Modulation
Of all the challenges that trouble the talentless, managing modulation is the most pernicious. How often have you asked yourself "How hard should I hit this ball?" This soul searching is a ubiquitous question in stroke production because muscular effort is one of the few parameters of a stroke that you can affirmatively control. You cannot "adjust" your timing, balance, accuracy, speed, quickness, and rhythm on the fly, but you can vary the 'oomph' you pour into each stroke. So how do you decide how much raw power is too much or too little? What is at stake? The power that one injects into a stroke is ultimately responsible for all of the pace, control and spin produced, so there is certainly an argument for the proposition that some power is always necessary. The ill effects of too much power seem obvious, but if too little power is bad, how can too much power also be bad? The answer is found in the principle of modulation.
To understand the risk of generating too much power you must stop conflating the production of power and its result - pace is not power. Ultimately what motivates a stroke is muscular effort - the contraction of muscles in the legs, trunk, shoulders, and forearm that accelerate the racket head towards its fateful meeting with a ball. It is thus natural for simple-minded dolts such as myself to equate the magnitude of the input - the 'oomph'- with the quality of the output - the depth, spin and especially pace that are produced. It all gets tangled up in the concept of 'power,' i.e., more oomph means more power. To make matters much worse, once I learned about impulse and came to understand the intimate connection between power and control, the temptation to expend as much muscular effort as possible on every stroke became irresistible. Indeed, as one pours more and more energy into a stroke one can see, feel and even hear the stigmata of increasing control; the tightening of splash points around a target, the ball nose-diving towards the safety of earth, the fine vibrations of the racket as the ball embeds itself in the strings and that glorious 'ping' sound that proclaims your mastery over the ball's flight path. "Power GOOOOD!", I thought: More power - more good!

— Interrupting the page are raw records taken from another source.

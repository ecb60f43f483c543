//! Turn orchestration
//!
//! Drives one user submission through the agent call and the sanitization
//! pipeline, rendering structured pieces as they are extracted. One turn
//! is fully processed before the next can be accepted; the agent call is
//! awaited with no additional timeout beyond the HTTP client's (a known
//! gap - an unbounded upstream call stalls the whole interaction).

use crate::config::AppConfig;
use crate::interface::{ChatHistory, Surface};
use crate::sanitize::{self, TableOutcome};
use chat_core::{Agent, Context};
use regex::Regex;
use std::sync::Arc;
use std::sync::LazyLock;
use tracing::{info, warn};

/// A level-2 markdown header anywhere in the text
static HEADER_LINE: LazyLock<Regex> =
    LazyLock::new(|| Regex::new(r"(?m)^##").expect("valid pattern"));

/// A leading "<something> of <something>" line ("Analysis of AAPL")
static LEAD_OF_LINE: LazyLock<Regex> =
    LazyLock::new(|| Regex::new(r"^[^\n]*of[^\n]*\n").expect("valid pattern"));

/// A trailing sources block
static SOURCES_BLOCK: LazyLock<Regex> =
    LazyLock::new(|| Regex::new(r"(?s)Sources:.*").expect("valid pattern"));

/// Keywords that mark residual prose as metric content
const METRIC_KEYWORDS: [&str; 4] = ["metric", "value", "price", "recommend"];

/// State of a chat turn
#[derive(Debug, Clone, Copy, PartialEq, Eq)]
pub enum TurnState {
    /// Waiting for a submission
    Idle,
    /// Submission accepted, not yet processing
    Submitted,
    /// Agent call plus cleaning pipeline in flight
    Processing,
    /// Turn rendered successfully
    Rendered,
    /// Agent call failed; error shown instead of content
    Failed,
}

/// Orchestrates one chat turn: history append, agent call, sanitization,
/// rendering
pub struct TurnHandler {
    config: Arc<AppConfig>,
    state: TurnState,
}

impl TurnHandler {
    /// Create a new turn handler
    pub fn new(config: Arc<AppConfig>) -> Self {
        Self {
            config,
            state: TurnState::Idle,
        }
    }

    /// Current turn state
    pub fn state(&self) -> TurnState {
        self.state
    }

    /// Process one user submission
    ///
    /// Appends the user entry, invokes the agent, runs the sanitization
    /// pipeline in its fixed order (metadata strip, preamble trim, table
    /// extraction, news formatting, preamble trim again), renders each
    /// piece, and appends the assistant entry (cleaned text or error
    /// string).
    pub async fn handle(
        &mut self,
        agent: &dyn Agent,
        input: &str,
        context: &mut Context,
        history: &mut ChatHistory,
        surface: &mut dyn Surface,
    ) -> TurnState {
        self.state = TurnState::Submitted;
        history.push_user(input);
        self.state = TurnState::Processing;

        let raw = match agent.process(input.to_string(), context).await {
            Ok(raw) => raw,
            Err(e) => {
                warn!(error = %e, "Agent call failed");
                surface.error(&format!("❌ Error: {e}"));
                history.push_assistant(format!("An error occurred: {e}"));
                self.state = TurnState::Failed;
                return self.state;
            }
        };

        let cleaned = sanitize::clean_response(&raw);

        // Tables render in encounter order, HTML spans before markdown
        let extraction = sanitize::extract_tables(&cleaned);
        for outcome in &extraction.outcomes {
            match outcome {
                TableOutcome::Parsed(table) => surface.table(table),
                TableOutcome::Unparsed(span) => surface.markdown(span),
            }
        }

        let (news, after_news) = sanitize::extract_news(&extraction.remaining);
        if let Some(section) = &news {
            surface.heading("📰 Latest News");
            surface.bullets(&section.items);
        }

        let remaining = sanitize::trim_preamble(&after_news);

        if remaining.is_empty() {
            surface.info("No structured data available for this query.");
        } else {
            self.render_prose(&remaining, surface);
        }

        // Nothing survived cleaning but the agent did say something:
        // show the raw response, truncated
        if cleaned.is_empty() && !raw.trim().is_empty() {
            surface.warning("No structured data found. Showing raw response:");
            surface.markdown(&truncate_preview(&raw, self.config.raw_preview_limit));
        }

        info!(
            tables = extraction.outcomes.len(),
            news_items = news.as_ref().map_or(0, |n| n.items.len()),
            prose_length = remaining.len(),
            "Turn rendered"
        );

        history.push_assistant(cleaned);
        self.state = TurnState::Rendered;
        self.state
    }

    /// Render residual prose, sniffing a heading when none is present
    fn render_prose(&self, text: &str, surface: &mut dyn Surface) {
        if !HEADER_LINE.is_match(text) {
            let lower = text.to_lowercase();
            if lower.contains("news") {
                surface.heading("📊 Financial Metrics");
            } else if METRIC_KEYWORDS.iter().any(|k| lower.contains(k)) {
                surface.heading("📊 Key Metrics");
            }
        }

        // One leading "Analysis of XYZ" style line, then any trailing
        // sources block
        let text = LEAD_OF_LINE.replace(text, "");
        let text = SOURCES_BLOCK.replace(&text, "");

        let text = text.trim();
        if !text.is_empty() {
            surface.markdown(text);
        }
    }
}

fn truncate_preview(raw: &str, limit: usize) -> String {
    if raw.chars().count() > limit {
        let truncated: String = raw.chars().take(limit).collect();
        format!("{truncated}...")
    } else {
        raw.to_string()
    }
}

#[cfg(test)]
mod tests {
    use super::*;
    use crate::sanitize::Table;
    use async_trait::async_trait;
    use chat_core::Result;
    use chat_llm::Role;

    /// Agent stub returning a canned response (or failing)
    struct StubAgent {
        response: std::result::Result<String, String>,
    }

    impl StubAgent {
        fn ok(text: &str) -> Self {
            Self {
                response: Ok(text.to_string()),
            }
        }

        fn failing(message: &str) -> Self {
            Self {
                response: Err(message.to_string()),
            }
        }
    }

    #[async_trait]
    impl Agent for StubAgent {
        async fn process(&self, _input: String, _context: &mut Context) -> Result<String> {
            match &self.response {
                Ok(text) => Ok(text.clone()),
                Err(msg) => Err(chat_core::Error::ProcessingFailed(msg.clone())),
            }
        }

        fn name(&self) -> &str {
            "stub"
        }
    }

    /// Surface that records every render call
    #[derive(Default)]
    struct RecordingSurface {
        markdown: Vec<String>,
        headings: Vec<String>,
        tables: Vec<Table>,
        bullets: Vec<Vec<String>>,
        infos: Vec<String>,
        warnings: Vec<String>,
        errors: Vec<String>,
    }

    impl Surface for RecordingSurface {
        fn markdown(&mut self, text: &str) {
            self.markdown.push(text.to_string());
        }
        fn heading(&mut self, text: &str) {
            self.headings.push(text.to_string());
        }
        fn table(&mut self, table: &Table) {
            self.tables.push(table.clone());
        }
        fn bullets(&mut self, items: &[String]) {
            self.bullets.push(items.to_vec());
        }
        fn info(&mut self, text: &str) {
            self.infos.push(text.to_string());
        }
        fn warning(&mut self, text: &str) {
            self.warnings.push(text.to_string());
        }
        fn error(&mut self, text: &str) {
            self.errors.push(text.to_string());
        }
        fn about(&mut self, _text: &str) {}
    }

    fn test_config() -> Arc<AppConfig> {
        Arc::new(
            AppConfig::builder()
                .groq_api_key("gsk-test")
                .build()
                .expect("valid test config"),
        )
    }

    #[tokio::test]
    async fn test_end_to_end_table_news_and_prose() {
        let raw = "content_type=x\n## Key Metrics\n| A | B |\n|---|---|\n| 1 | 2 |\n\n\
                   Latest News\n- item one\n- item two";
        let agent = StubAgent::ok(raw);
        let mut handler = TurnHandler::new(test_config());
        let mut history = ChatHistory::new();
        let mut surface = RecordingSurface::default();
        let mut context = Context::new();

        let state = handler
            .handle(&agent, "Analyze AAPL", &mut context, &mut history, &mut surface)
            .await;

        assert_eq!(state, TurnState::Rendered);

        // One table with header [A, B] and one row [1, 2]
        assert_eq!(surface.tables.len(), 1);
        assert_eq!(surface.tables[0].headers, vec!["A", "B"]);
        assert_eq!(surface.tables[0].rows, vec![vec!["1".to_string(), "2".to_string()]]);

        // Two news items under the news heading
        assert_eq!(surface.headings, vec!["📰 Latest News"]);
        assert_eq!(surface.bullets.len(), 1);
        assert_eq!(surface.bullets[0], vec!["item one", "item two"]);

        // No raw table or news markup left in rendered prose
        for block in &surface.markdown {
            assert!(!block.contains('|'), "raw table markup in prose: {block}");
            assert!(!block.contains("item one"), "raw news markup in prose: {block}");
        }

        // History: user entry plus cleaned assistant entry
        assert_eq!(history.len(), 2);
        assert_eq!(history.entries()[0].role, Role::User);
        assert_eq!(history.entries()[1].role, Role::Assistant);
        assert!(!history.entries()[1].content.contains("content_type="));
    }

    #[tokio::test]
    async fn test_failed_turn_stores_error() {
        let agent = StubAgent::failing("connection refused");
        let mut handler = TurnHandler::new(test_config());
        let mut history = ChatHistory::new();
        let mut surface = RecordingSurface::default();
        let mut context = Context::new();

        let state = handler
            .handle(&agent, "Analyze AAPL", &mut context, &mut history, &mut surface)
            .await;

        assert_eq!(state, TurnState::Failed);
        assert_eq!(surface.errors.len(), 1);
        assert!(surface.errors[0].starts_with("❌ Error:"));

        // The error string becomes the assistant's turn content
        assert_eq!(history.len(), 2);
        assert!(history.entries()[1].content.contains("connection refused"));
    }

    #[tokio::test]
    async fn test_empty_cleaned_falls_back_to_raw_preview() {
        // Everything is stripped away, but the raw content was non-empty
        let agent = StubAgent::ok("run_id=abc123\nmetrics={'time': 1}");
        let mut handler = TurnHandler::new(test_config());
        let mut history = ChatHistory::new();
        let mut surface = RecordingSurface::default();
        let mut context = Context::new();

        let state = handler
            .handle(&agent, "Analyze AAPL", &mut context, &mut history, &mut surface)
            .await;

        assert_eq!(state, TurnState::Rendered);
        assert_eq!(surface.infos.len(), 1);
        assert_eq!(surface.warnings.len(), 1);
        assert_eq!(surface.markdown.len(), 1);
        assert!(surface.markdown[0].contains("run_id=abc123"));
    }

    #[tokio::test]
    async fn test_raw_preview_truncated_to_limit() {
        // A single 600-char artifact line cleans to nothing
        let long_raw = format!("run_id={}", "a".repeat(600));
        let agent = StubAgent::ok(&long_raw);
        let mut handler = TurnHandler::new(test_config());
        let mut history = ChatHistory::new();
        let mut surface = RecordingSurface::default();
        let mut context = Context::new();

        handler
            .handle(&agent, "Analyze AAPL", &mut context, &mut history, &mut surface)
            .await;

        // Preview is capped at the configured limit plus the ellipsis
        assert_eq!(surface.markdown.len(), 1);
        assert!(surface.markdown[0].ends_with("..."));
        assert_eq!(surface.markdown[0].chars().count(), 500 + 3);
    }

    #[tokio::test]
    async fn test_heading_sniffed_for_metric_prose() {
        let agent = StubAgent::ok("The current price target was raised.");
        let mut handler = TurnHandler::new(test_config());
        let mut history = ChatHistory::new();
        let mut surface = RecordingSurface::default();
        let mut context = Context::new();

        handler
            .handle(&agent, "Analyze AAPL", &mut context, &mut history, &mut surface)
            .await;

        assert_eq!(surface.headings, vec!["📊 Key Metrics"]);
        assert_eq!(surface.markdown, vec!["The current price target was raised."]);
    }

    #[tokio::test]
    async fn test_sources_block_stripped_from_prose() {
        let agent = StubAgent::ok("Revenue grew 12%.\n\nSources:\n- somewhere.example");
        let mut handler = TurnHandler::new(test_config());
        let mut history = ChatHistory::new();
        let mut surface = RecordingSurface::default();
        let mut context = Context::new();

        handler
            .handle(&agent, "Analyze AAPL", &mut context, &mut history, &mut surface)
            .await;

        assert_eq!(surface.markdown, vec!["Revenue grew 12%."]);
    }

    #[test]
    fn test_truncate_preview() {
        assert_eq!(truncate_preview("short", 500), "short");
        let long = "x".repeat(501);
        let preview = truncate_preview(&long, 500);
        assert_eq!(preview.chars().count(), 503);
        assert!(preview.ends_with("..."));
    }
}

At some point, as one leans more and more into the ball, one starts mishitting the ball into the ceiling, burying it in the net or testing the structural integrity of the backstop. One's balance goes all flooey, and the pace of the ball begins to actually diminish with increasing effort. I call this phenomenon "overmodulation".
Modulation in the context of the power wave theory of tennis describes how the mechanical power wave uses your body as a medium through which it reaches the ball. It is important to remember that the body is a rather poor medium for the propagation of power. Even when one is stroking with fluidity and grace, there is considerable loss energy and fidelity of the wave before it can animate the wrist to affect the ball. Stiff joints, tight muscles, and poor stroke mechanics blunt and distort the wave and can decrease or increase the velocity of the wave thereby throwing the delicate timing of a complex stroke into chaos. If you produce too much power, you can easily overwhelm the ability of your body to carry the power wave from where it is produced - the source - to where it is used - the sink. If your shoulders accelerate too quickly, for example, your arm muscles may not be strong enough to bring the racket face around to the ball. If your legs explode too forcibly in the serve, the muscles of your back and torso will not be able to carry that power to your shoulders resulting in an inaccurate and weaker serve. I term the creation of a power wave that is too strong "overmodulation". I believe that the reality of overmodulation is the truth that lurks at the heart of one of the blackest of black pearls; the myth that states that hitting softer gives one more control than does hitting hard. This "softer the better" theory has rattled around in the back of my head since I was 16 years old and poisoned my game. If it were true that all you have to do to get control is to baby the ball, we would all be pushers. In fact, without generating some power to create impulse one cannot seize control of a ball, a point or a match.